_Goal of the exercise_. In the records below, take the line containing "#[cfg(test)]" and every line following it, and write them out exactly.

_Material for the task_.
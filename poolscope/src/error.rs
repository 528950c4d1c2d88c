//! Error types shared across the crate.

use std::fmt;

use thiserror::Error;

/// Crate-wide result alias.
pub type Result<T> = std::result::Result<T, Error>;

#[derive(Debug, Error)]
pub enum Error {
    /// Transport failure talking to an HTTP service.
    #[error("HTTP transport error: {0}")]
    Http(#[from] reqwest::Error),

    /// The service answered, but not with a success status.
    #[error("unexpected HTTP status {0}")]
    Status(reqwest::StatusCode),

    /// Response body was not valid JSON.
    #[error("malformed response: {0}")]
    Decode(#[from] serde_json::Error),

    /// An environment setting could not be used.
    #[error("invalid configuration: {0}")]
    Config(String),

    #[error("{0}")]
    Other(String),
}

/// Dashboard data sections that fail independently of each other.
#[derive(Debug, Clone, Copy, PartialEq, Eq)]
pub enum Section {
    Pools,
    Blocks,
    Payments,
    Miner,
}

impl fmt::Display for Section {
    fn fmt(&self, f: &mut fmt::Formatter<'_>) -> fmt::Result {
        let name = match self {
            Section::Pools => "pool list",
            Section::Blocks => "blocks",
            Section::Payments => "payments",
            Section::Miner => "miner statistics",
        };
        f.write_str(name)
    }
}

impl Error {
    /// User-facing message shown in place of a section's data.
    ///
    /// The raw error is for logs only; the advisory never includes it.
    pub fn advisory(&self, section: Section) -> String {
        match self {
            Error::Status(status) if status.as_u16() == 404 => {
                format!("The {section} endpoint is unavailable for this pool.")
            }
            Error::Http(e) if e.is_timeout() => {
                format!("The pool API did not answer in time; {section} will retry shortly.")
            }
            Error::Decode(_) => {
                format!("The pool API returned unreadable {section} data.")
            }
            _ => format!("The pool API is unreachable; {section} will retry shortly."),
        }
    }
}

#[cfg(test)]
mod tests {
    use super::*;

    #[test]
    fn not_found_status_reads_as_unavailable_endpoint() {
        let err = Error::Status(reqwest::StatusCode::NOT_FOUND);
        assert_eq!(
            err.advisory(Section::Payments),
            "The payments endpoint is unavailable for this pool."
        );
    }

    #[test]
    fn advisory_hides_raw_error_text() {
        let err = Error::Other("connection reset by peer".into());
        let advisory = err.advisory(Section::Blocks);
        assert!(!advisory.contains("reset"), "{advisory}");
        assert!(advisory.contains("blocks"));
    }

    #[test]
    fn decode_failure_names_section() {
        let err = Error::from(serde_json::from_str::<u32>("{").unwrap_err());
        assert!(err.advisory(Section::Pools).contains("pool list"));
    }
}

_Written reply_.
#[cfg(test)]
mod tests {
    use super::*;

    #[test]
    fn not_found_status_reads_as_unavailable_endpoint() {
        let err = Error::Status(reqwest::StatusCode::NOT_FOUND);
        assert_eq!(
            err.advisory(Section::Payments),
            "The payments endpoint is unavailable for this pool."
        );
    }

    #[test]
    fn advisory_hides_raw_error_text() {
        let err = Error::Other("connection reset by peer".into());
        let advisory = err.advisory(Section::Blocks);
        assert!(!advisory.contains("reset"), "{advisory}");
        assert!(advisory.contains("blocks"));
    }

    #[test]
    fn decode_failure_names_section() {
        let err = Error::from(serde_json::from_str::<u32>("{").unwrap_err());
        assert!(err.advisory(Section::Pools).contains("pool list"));
    }
}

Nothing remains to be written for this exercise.